= Study material =
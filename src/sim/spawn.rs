//! Obstacle, collectible and scenery spawning
//!
//! Pipe pairs (with their paired coin) spawn on a fixed tick cadence;
//! clouds and trees spawn probabilistically every tick. All randomness
//! comes from the session RNG so spawn sequences are reproducible.

use glam::Vec2;
use rand::Rng;

use super::state::{Cloud, CloudTint, Coin, Pipe, SessionState, Tree, TreeVariant};
use crate::consts::*;

/// Append a pipe pair at the right viewport edge with a uniformly
/// random top-segment height, plus a coin centered in the new gap.
pub fn spawn_pipe_pair(state: &mut SessionState) {
    let width = state.viewport.width;
    let gap = state.gap_height();

    // Integer heights, margin away from both edges so the gap is
    // never flush with top or bottom
    let min_height = PIPE_SPAWN_MARGIN as i32;
    let max_height = (state.viewport.height - gap - PIPE_SPAWN_MARGIN) as i32;
    let top_height = state.rng.random_range(min_height..=max_height.max(min_height)) as f32;

    let pipe = Pipe::new(width, top_height);
    let coin_y = pipe.gap_center_y(gap);
    state.pipes.push(pipe);
    state.coins.push(Coin {
        pos: Vec2::new(width + PIPE_WIDTH / 2.0, coin_y),
    });
}

/// Roll the per-tick scenery spawns (white cloud, dark cloud, tree)
pub fn spawn_scenery(state: &mut SessionState) {
    let width = state.viewport.width;
    let height = state.viewport.height;

    if state.rng.random::<f32>() < 0.01 {
        let y = state.rng.random::<f32>() * height * 0.5;
        let size = state.rng.random::<f32>() * 40.0 + 30.0;
        let speed = -(state.rng.random::<f32>() * 0.5 + 0.2);
        state.clouds.push(Cloud {
            pos: Vec2::new(width, y),
            size,
            speed,
            tint: CloudTint::White,
        });
    }

    if state.rng.random::<f32>() < 0.005 {
        let y = state.rng.random::<f32>() * height * 0.6;
        let size = state.rng.random::<f32>() * 50.0 + 40.0;
        let speed = -(state.rng.random::<f32>() * 0.2 + 0.1);
        state.clouds.push(Cloud {
            pos: Vec2::new(width, y),
            size,
            speed,
            tint: CloudTint::Dark,
        });
    }

    if state.rng.random::<f32>() < 0.02 {
        let size = state.rng.random::<f32>() * 30.0 + 30.0;
        let variant = if state.rng.random::<f32>() > 0.5 {
            TreeVariant::Pine
        } else {
            TreeVariant::Round
        };
        state.trees.push(Tree {
            x: width,
            size,
            variant,
        });
    }
}

#[cfg(test)]
mod tests {
    use super::*;
    use crate::Viewport;

    #[test]
    fn test_pipe_spawn_within_margins() {
        let vp = Viewport::new(480.0, 640.0);
        let gap = vp.gap_height();
        for seed in 0..50 {
            let mut state = SessionState::new(seed, vp);
            spawn_pipe_pair(&mut state);
            let pipe = &state.pipes[0];
            assert!(pipe.top_height >= PIPE_SPAWN_MARGIN);
            assert!(pipe.top_height <= vp.height - gap - PIPE_SPAWN_MARGIN);
            assert_eq!(pipe.x, vp.width);
        }
    }

    #[test]
    fn test_coin_centered_in_gap() {
        let vp = Viewport::new(480.0, 640.0);
        let mut state = SessionState::new(11, vp);
        spawn_pipe_pair(&mut state);
        let pipe = state.pipes[0];
        let coin = state.coins[0];
        assert_eq!(coin.pos.y, pipe.gap_center_y(vp.gap_height()));
        assert_eq!(coin.pos.x, pipe.x + PIPE_WIDTH / 2.0);
    }

    #[test]
    fn test_spawn_sequence_deterministic() {
        let vp = Viewport::new(480.0, 640.0);
        let mut a = SessionState::new(12345, vp);
        let mut b = SessionState::new(12345, vp);
        for _ in 0..10 {
            spawn_pipe_pair(&mut a);
            spawn_scenery(&mut a);
            spawn_pipe_pair(&mut b);
            spawn_scenery(&mut b);
        }
        assert_eq!(a.pipes, b.pipes);
        assert_eq!(a.clouds, b.clouds);
        assert_eq!(a.trees, b.trees);
    }
}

= Task =
Transcribe, exactly and completely, all of the entries.

= Task response =
filename src/sim/spawn.rs
//! Obstacle, collectible and scenery spawning
//!
//! Pipe pairs (with their paired coin) spawn on a fixed tick cadence;
//! clouds and trees spawn probabilistically every tick. All randomness
//! comes from the session RNG so spawn sequences are reproducible.

use glam::Vec2;
use rand::Rng;

use super::state::{Cloud, CloudTint, Coin, Pipe, SessionState, Tree, TreeVariant};
use crate::consts::*;

/// Append a pipe pair at the right viewport edge with a uniformly
/// random top-segment height, plus a coin centered in the new gap.
pub fn spawn_pipe_pair(state: &mut SessionState) {
    let width = state.viewport.width;
    let gap = state.gap_height();

    // Integer heights, margin away from both edges so the gap is
    // never flush with top or bottom
    let min_height = PIPE_SPAWN_MARGIN as i32;
    let max_height = (state.viewport.height - gap - PIPE_SPAWN_MARGIN) as i32;
    let top_height = state.rng.random_range(min_height..=max_height.max(min_height)) as f32;

    let pipe = Pipe::new(width, top_height);
    let coin_y = pipe.gap_center_y(gap);
    state.pipes.push(pipe);
    state.coins.push(Coin {
        pos: Vec2::new(width + PIPE_WIDTH / 2.0, coin_y),
    });
}

/// Roll the per-tick scenery spawns (white cloud, dark cloud, tree)
pub fn spawn_scenery(state: &mut SessionState) {
    let width = state.viewport.width;
    let height = state.viewport.height;

    if state.rng.random::<f32>() < 0.01 {
        let y = state.rng.random::<f32>() * height * 0.5;
        let size = state.rng.random::<f32>() * 40.0 + 30.0;
        let speed = -(state.rng.random::<f32>() * 0.5 + 0.2);
        state.clouds.push(Cloud {
            pos: Vec2::new(width, y),
            size,
            speed,
            tint: CloudTint::White,
        });
    }

    if state.rng.random::<f32>() < 0.005 {
        let y = state.rng.random::<f32>() * height * 0.6;
        let size = state.rng.random::<f32>() * 50.0 + 40.0;
        let speed = -(state.rng.random::<f32>() * 0.2 + 0.1);
        state.clouds.push(Cloud {
            pos: Vec2::new(width, y),
            size,
            speed,
            tint: CloudTint::Dark,
        });
    }

    if state.rng.random::<f32>() < 0.02 {
        let size = state.rng.random::<f32>() * 30.0 + 30.0;
        let variant = if state.rng.random::<f32>() > 0.5 {
            TreeVariant::Pine
        } else {
            TreeVariant::Round
        };
        state.trees.push(Tree {
            x: width,
            size,
            variant,
        });
    }
}

#[cfg(test)]
mod tests {
    use super::*;
    use crate::Viewport;

    #[test]
    fn test_pipe_spawn_within_margins() {
        let vp = Viewport::new(480.0, 640.0);
        let gap = vp.gap_height();
        for seed in 0..50 {
            let mut state = SessionState::new(seed, vp);
            spawn_pipe_pair(&mut state);
            let pipe = &state.pipes[0];
            assert!(pipe.top_height >= PIPE_SPAWN_MARGIN);
            assert!(pipe.top_height <= vp.height - gap - PIPE_SPAWN_MARGIN);
            assert_eq!(pipe.x, vp.width);
        }
    }

    #[test]
    fn test_coin_centered_in_gap() {
        let vp = Viewport::new(480.0, 640.0);
        let mut state = SessionState::new(11, vp);
        spawn_pipe_pair(&mut state);
        let pipe = state.pipes[0];
        let coin = state.coins[0];
        assert_eq!(coin.pos.y, pipe.gap_center_y(vp.gap_height()));
        assert_eq!(coin.pos.x, pipe.x + PIPE_WIDTH / 2.0);
    }

    #[test]
    fn test_spawn_sequence_deterministic() {
        let vp = Viewport::new(480.0, 640.0);
        let mut a = SessionState::new(12345, vp);
        let mut b = SessionState::new(12345, vp);
        for _ in 0..10 {
            spawn_pipe_pair(&mut a);
            spawn_scenery(&mut a);
            spawn_pipe_pair(&mut b);
            spawn_scenery(&mut b);
        }
        assert_eq!(a.pipes, b.pipes);
        assert_eq!(a.clouds, b.clouds);
        assert_eq!(a.trees, b.trees);
    }
}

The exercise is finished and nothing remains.